The first step in our workflow is to programmatically retrieve reconciliation line items from Net Income to Adjusted EBITDA, directly from 8-K filings. Using Captide’s retrieval-augmented generation API, we can prompt the model to return these metrics as a clean, structured JSON object—regardless of how inconsistently they're presented in the underlying documents. Captide will only retrieve information that is actually found in the filings and makes available audit traces for quality assurance.

We begin by filtering for recent 8-K filings (post-2022) that are classified as Item 2.02 (Results of Operations and Financial Condition) — the documents most likely to include reconciliations and earnings tables. The fetch_documents function handles this filtering and returns metadata for qualifying filings across multiple tickers.

Once we’ve gathered the relevant source links, the fetch_metrics_with_prompt function sends a structured prompt to Captide’s agent-query endpoint. This prompt instructs the model to return only a numeric JSON reconciliation from Net Income to Adjusted EBITDA, omitting non-numeric commentary or inconsistent formatting.

The response is streamed as server-sent events (SSE) and parsed into a usable Python dictionary via the parse_sse_response function.

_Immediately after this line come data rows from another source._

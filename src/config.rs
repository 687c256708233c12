// SPDX-License-Identifier: AGPL-3.0-or-later
//
// Copyright (C) 2026 Relational Network

//! # Runtime Configuration
//!
//! Configuration is loaded from the environment at startup. Provider clients
//! expose `from_env()`/`is_configured()` and read their own variables through
//! the helpers below.
//!
//! ## Environment Variables
//!
//! | Variable | Description | Default |
//! |----------|-------------|---------|
//! | `DATA_DIR` | Root directory for the embedded database | `/data` |
//! | `HOST` | Server bind address | `0.0.0.0` |
//! | `PORT` | Server bind port | `8080` |
//! | `ENVIRONMENT` | `development` / `staging` / `production` | `development` |
//! | `LOG_FORMAT` | Logging format (`json` or `pretty`) | `pretty` |
//! | `RUST_LOG` | Log level filter | `info` |
//! | `IDENTITY_WEBHOOK_SECRET` | HMAC secret for inbound verification signals | Required for signal ingestion |
//! | `CUSTODY_BASE_URL` | Custody service API base URL | Required for provisioning |
//! | `CUSTODY_ORG_ID` | Custody organisation id | Required for provisioning |
//! | `CUSTODY_AUTH_TOKEN` | Custody bearer credential | Required for provisioning |
//! | `CUSTODY_CRED_ID` | Signing credential id | Required for provisioning |
//! | `CUSTODY_ORIGIN` | Origin embedded in signed client data | Required for provisioning |
//! | `CUSTODY_SIGNING_KEY_PEM` | RSA signing key (PEM, inline) | One of PEM/PATH required |
//! | `CUSTODY_SIGNING_KEY_PATH` | RSA signing key (PEM, file path) | One of PEM/PATH required |

/// Environment variable name for the data directory path.
///
/// The embedded redb database file lives under this directory.
pub const DATA_DIR_ENV: &str = "DATA_DIR";

/// Default data directory when `DATA_DIR` is unset.
pub const DEFAULT_DATA_DIR: &str = "/data";

/// File name of the embedded database inside the data directory.
pub const DATABASE_FILE: &str = "onboarding.redb";

/// Environment variable carrying the webhook HMAC secret.
pub const WEBHOOK_SECRET_ENV: &str = "IDENTITY_WEBHOOK_SECRET";

/// Read a variable; `None` when unset or blank.
pub fn env_optional(name: &str) -> Option<String> {
    match std::env::var(name) {
        Ok(value) => {
            let trimmed = value.trim().to_string();
            if trimmed.is_empty() {
                None
            } else {
                Some(trimmed)
            }
        }
        Err(_) => None,
    }
}

/// Read a variable, falling back to `default` when unset or blank.
pub fn env_or_default(name: &str, default: &str) -> String {
    env_optional(name).unwrap_or_else(|| default.to_string())
}

/// Read a required variable, returning its name as the error on absence.
pub fn env_required(name: &str) -> Result<String, String> {
    env_optional(name).ok_or_else(|| name.to_string())
}

/// True when the named variable is present and non-blank.
pub fn env_present(name: &str) -> bool {
    env_optional(name).is_some()
}

#[cfg(test)]
mod tests {
    use super::*;

    #[test]
    fn env_or_default_falls_back_on_blank() {
        std::env::set_var("ONBOARDING_TEST_BLANK", "   ");
        assert_eq!(env_or_default("ONBOARDING_TEST_BLANK", "fallback"), "fallback");
        std::env::remove_var("ONBOARDING_TEST_BLANK");
    }

    #[test]
    fn env_optional_trims_values() {
        std::env::set_var("ONBOARDING_TEST_TRIM", "  value  ");
        assert_eq!(
            env_optional("ONBOARDING_TEST_TRIM"),
            Some("value".to_string())
        );
        std::env::remove_var("ONBOARDING_TEST_TRIM");
    }
}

This step automates what would otherwise be hours of manual work—parsing filings, normalizing line items, and extracting financial data hidden deep in unstructured disclosures.

import re, json, requests, pandas as pd
from typing import Dict, List

CAPTIDE_API_KEY = os.getenv("CAPTIDE_API_KEY", "YOUR_CAPTIDE_API_KEY")
HEADERS = {
    "X-API-Key": CAPTIDE_API_KEY,
    "Content-Type": "application/json",
    "Accept": "application/json"
}

TICKERS = ["SNAP", "PLTR", "UBER"]

BASE_PROMPT = (
    "Return a single valid JSON object with double-quoted keys and numeric values (in thousands of dollars). The object "
    "must represent the reconciliation from Net Income to Adjusted EBITDA, including all reported line items. Use "
    "positive values for additions to Net Income and negative values for subtractions. Do not include words like 'add' "
    "or 'less' in the keys. Output only the JSON object—no commentary or extra text."
)

def is_valid_fiscal_period(fp: str) -> bool:
    m = re.match(r"Q([1-4]) (\d{4})", fp)
    return bool(m and int(m.group(2)) > 2022)

def is_valid_document(doc: Dict) -> bool:
    if doc["sourceType"] == "8-K":
        return "2.02" in doc.get("additionalKwargs", {}).get("item", "")
    return True

def fetch_documents(ticker: str) -> List[Dict]:
    url = f"https://rest-api.captide.co/api/v1/companies/ticker/{ticker}/documents"
    docs = requests.get(url, headers=HEADERS, timeout=60).json()
    return [
        {"ticker": doc["ticker"],
         "fiscalPeriod": doc["fiscalPeriod"],
         "sourceLink": doc["sourceLink"]}
        for doc in docs
        if doc["sourceType"] == "8-K"
        and "fiscalPeriod" in doc
        and is_valid_fiscal_period(doc["fiscalPeriod"])
        and is_valid_document(doc)
    ]

def parse_sse_response(sse_text: str) -> Dict:
    try:
        lines = [l[6:] for l in sse_text.splitlines() if l.startswith("data: ")]
        for l in lines:
            obj = json.loads(l)
            if obj.get("type") == "full_answer":
                content = re.sub(r"\s*\[#\w+\]", "", obj["content"])
                m = re.search(r"\{.*\}", content, re.DOTALL)
                return json.loads(m.group(0)) if m else {}
    except Exception:
        pass
    return {}

def fetch_metrics_with_prompt(source_links: List[str], prompt: str) -> Dict:
    payload = {"query": prompt, "sourceLink": source_links}
    r = requests.post(
        "https://rest-api.captide.co/api/v1/rag/agent-query-stream",
        json=payload, headers=HEADERS, timeout=120
    )
    return parse_sse_response(r.text)

Below is a sample response for Palantir Technologies' Q1 2023 reconciliation.

{
  "Net Income (Loss)": 16802,
  "Net Income (Loss) to Non-Controlling Interests": 2349,
  "Interest Income": -20853,
  "Interest Expense": 1275,
  "Other (Income) Expense Net": 2861,
  "Income Tax (Benefit) Expense": 1681,
  "Depreciation and Amortization": 8320,
  "Stock-Based Compensation": 114714,
  "Payroll Tax on Stock-Based Compensation": 6285,
  "Adjusted EBITDA": 133434
}

Step 2: Normalize and Merge Extracted Metrics

Because reconciliation line items vary not only between companies but also across different reporting periods, the next step is to normalize this structure into a stable schema that can support time-series analysis and consistent aggregation.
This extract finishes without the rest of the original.